## Social Utility Through Linear Algebra

The well-curated Facebook social graph provides us with structured information about social connections between people like never before in history. However, while the graph data has already provided social utility to Facebook users around the world, especially with the release of the Graph Search tool, there is still a large amount of utility hidden deep in the structure of the graph, some of which we hope to derive through more detailed analysis. In this post, we will discuss one such secondary feature of the social graph and how we can compute such characteristics easily.

The Facebook social graph is fully connected, with 99.1% of users belonging to a single large connected component [1]. However, a given individual user’s view of the social graph is typically divided into clusters of other people – large subsets of users with a high degree of connectivity. For example, a Cornell student may have a large cluster of friends from Cornell, a cluster of friends from their high school, a cluster of acquaintances from their summer internship, and so on. It is always a nice surprise for someone to find the rare edge between two of these clusters, for example to make the discovery that someone from high school in New York is friends with someone met in the Bay Area over the summer. Computing this information using the Facebook social graph can provide additional social utility to its users.

These “surprising” mutual friends corresponding to edges spanning clusters correspond roughly to the sparse cuts in a user’s social graph, or partitions of the social graph that minimize the ratio of the number of edges spanning the partitions to the number of vertices in the smaller half. While this problem is NP-hard [2], we can consider efficient approximation algorithms that can be used to detect sparse cuts within a certain degree of tolerance. This corresponds to finding a quantity known as the “expansion” of a graph, and we can use Cheeger’s inequality to bound the expansion of the graph based on the eigenvalues of the normalized Laplacian matrix of the graph [3].
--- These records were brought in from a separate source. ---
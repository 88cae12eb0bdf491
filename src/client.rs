//! Client for the Podcast Index API.
//!
//! One method per endpoint. Lookups return `Ok(None)` when nothing matched;
//! listings and searches return possibly empty vectors.
//!
//! # Example
//!
//! ```ignore
//! use podcastindex::{Client, Config, Credentials};
//!
//! let credentials = Credentials::from_file("secrets.toml")?;
//! let config = Config::new(credentials).with_user_agent("SuperPodcastPlayer/1.3");
//! let client = Client::new(&config)?;
//!
//! if let Some(podcast) = client.podcast_by_feed_id(75_075.into()).await? {
//!     for episode in client.episodes(&podcast, EpisodesOptions::default()).await? {
//!         println!("{}", episode.title);
//!     }
//! }
//! ```
//!
//! # Concurrency
//!
//! The client holds no mutable state. Clone it freely and call it from
//! as many tasks as needed; clones share one connection pool. Dropping a
//! returned future cancels its request.

use url::Url;

use crate::{
    config::Config,
    episode::{Episode, EpisodeId},
    error::Result,
    podcast::{Category, FeedId, Guid, ItunesId, Podcast},
    protocol::endpoints::{
        categories,
        episodes::{self, EpisodesOptions, LiveEpisodesOptions},
        podcasts,
        search::{
            self, MusicSearchOptions, SearchByPersonOptions, SearchByTermOptions,
            SearchByTitleOptions,
        },
    },
    transport::Transport,
};

/// Podcast Index API client.
#[derive(Clone, Debug)]
pub struct Client {
    transport: Transport,
}

impl Client {
    /// Creates a client with its own HTTP connection pool.
    ///
    /// # Errors
    ///
    /// Will return `Err` if the HTTP client cannot be built.
    pub fn new(config: &Config) -> Result<Self> {
        Ok(Self {
            transport: Transport::new(config)?,
        })
    }

    /// Creates a client on top of an existing `reqwest::Client`, for custom
    /// TLS or proxy settings.
    #[must_use]
    pub fn with_http_client(config: &Config, http_client: reqwest::Client) -> Self {
        Self {
            transport: Transport::with_http_client(config, http_client),
        }
    }

    /// Returns the underlying transport, for endpoints without a dedicated
    /// method.
    #[must_use]
    pub fn transport(&self) -> &Transport {
        &self.transport
    }

    /// Looks up a feed by its Podcast Index id.
    ///
    /// # Errors
    ///
    /// Will return `Err` if the request fails or the response does not
    /// decode.
    pub async fn podcast_by_feed_id(&self, id: FeedId) -> Result<Option<Podcast>> {
        let response = self.transport.request(&podcasts::ByFeedId { id }).await?;
        Ok(response.feed)
    }

    /// Looks up a feed by its `podcast:guid`.
    ///
    /// # Errors
    ///
    /// Will return `Err` if the request fails or the response does not
    /// decode.
    pub async fn podcast_by_guid(&self, guid: &Guid) -> Result<Option<Podcast>> {
        let request = podcasts::ByGuid { guid: guid.clone() };
        let response = self.transport.request(&request).await?;
        Ok(response.feed)
    }

    /// Looks up a feed by its Apple Podcasts id, with or without `id`
    /// prefix.
    ///
    /// # Errors
    ///
    /// Will return `Err` if the id is not numeric, the request fails or the
    /// response does not decode.
    pub async fn podcast_by_itunes_id(&self, id: &ItunesId) -> Result<Option<Podcast>> {
        let request = podcasts::ByItunesId { id: id.to_u64()? };
        let response = self.transport.request(&request).await?;
        Ok(response.feed)
    }

    /// Looks up a feed by its URL.
    ///
    /// # Errors
    ///
    /// Will return `Err` if the request fails or the response does not
    /// decode.
    pub async fn podcast_by_feed_url(&self, url: &Url) -> Result<Option<Podcast>> {
        let request = podcasts::ByFeedUrl { url: url.clone() };
        let response = self.transport.request(&request).await?;
        Ok(response.feed)
    }

    /// Lists the episodes of a feed, most recent first.
    ///
    /// # Errors
    ///
    /// Will return `Err` if the request fails or the response does not
    /// decode.
    pub async fn episodes_by_feed_id(
        &self,
        id: FeedId,
        options: EpisodesOptions,
    ) -> Result<Vec<Episode>> {
        let request = episodes::ByFeedId { id, options };
        let response = self.transport.request(&request).await?;
        Ok(response.items)
    }

    /// Lists the episodes of a podcast.
    ///
    /// # Errors
    ///
    /// See [`episodes_by_feed_id`](Self::episodes_by_feed_id).
    pub async fn episodes(
        &self,
        podcast: &Podcast,
        options: EpisodesOptions,
    ) -> Result<Vec<Episode>> {
        self.episodes_by_feed_id(podcast.id, options).await
    }

    /// Looks up a single episode.
    ///
    /// # Errors
    ///
    /// Will return `Err` if the request fails or the response does not
    /// decode.
    pub async fn episode_by_id(&self, id: EpisodeId, full_text: bool) -> Result<Option<Episode>> {
        let request = episodes::ById { id, full_text };
        let response = self.transport.request(&request).await?;
        Ok(response.episode)
    }

    /// Lists live items that are currently streaming.
    ///
    /// # Errors
    ///
    /// Will return `Err` if the request fails or the response does not
    /// decode.
    pub async fn live_episodes(&self, options: LiveEpisodesOptions) -> Result<Vec<Episode>> {
        let response = self.transport.request(&episodes::Live { options }).await?;
        Ok(response.items)
    }

    /// Searches feeds by a term matched against title, author and owner.
    ///
    /// # Errors
    ///
    /// Will return `Err` if the request fails or the response does not
    /// decode.
    pub async fn search_by_term(
        &self,
        term: &str,
        options: SearchByTermOptions,
    ) -> Result<Vec<Podcast>> {
        let request = search::ByTerm {
            term: term.to_owned(),
            options,
        };
        let response = self.transport.request(&request).await?;
        Ok(response.feeds)
    }

    /// Searches feeds by title.
    ///
    /// # Errors
    ///
    /// Will return `Err` if the request fails or the response does not
    /// decode.
    pub async fn search_by_title(
        &self,
        title: &str,
        options: SearchByTitleOptions,
    ) -> Result<Vec<Podcast>> {
        let request = search::ByTitle {
            title: title.to_owned(),
            options,
        };
        let response = self.transport.request(&request).await?;
        Ok(response.feeds)
    }

    /// Searches feeds mentioning a person.
    ///
    /// # Errors
    ///
    /// Will return `Err` if the request fails or the response does not
    /// decode.
    pub async fn search_by_person(
        &self,
        person: &str,
        options: SearchByPersonOptions,
    ) -> Result<Vec<Podcast>> {
        let request = search::ByPerson {
            person: person.to_owned(),
            options,
        };
        let response = self.transport.request(&request).await?;
        Ok(response.feeds)
    }

    /// Searches music feeds by term.
    ///
    /// # Errors
    ///
    /// Will return `Err` if the request fails or the response does not
    /// decode.
    pub async fn search_music_by_term(
        &self,
        term: &str,
        options: MusicSearchOptions,
    ) -> Result<Vec<Podcast>> {
        let request = search::MusicByTerm {
            term: term.to_owned(),
            options,
        };
        let response = self.transport.request(&request).await?;
        Ok(response.feeds)
    }

    /// Lists all categories.
    ///
    /// # Errors
    ///
    /// Will return `Err` if the request fails or the response does not
    /// decode.
    pub async fn categories(&self) -> Result<Vec<Category>> {
        let response = self.transport.request(&categories::List).await?;
        Ok(response.feeds)
    }
}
Once we have a bound on the expansion of the graph, we can fine-tune well-known approximation algorithms to the sparsest cut problem to detect sparse cuts with a decreased tolerance level. Additionally, researchers have discovered the result that whether the eigenvalues of the Laplacian are small or large indicates precisely how the vertices can be divided into subsets defining sparse cuts in the graph [4], thus solving the problem of computationally finding surprising mutual friends.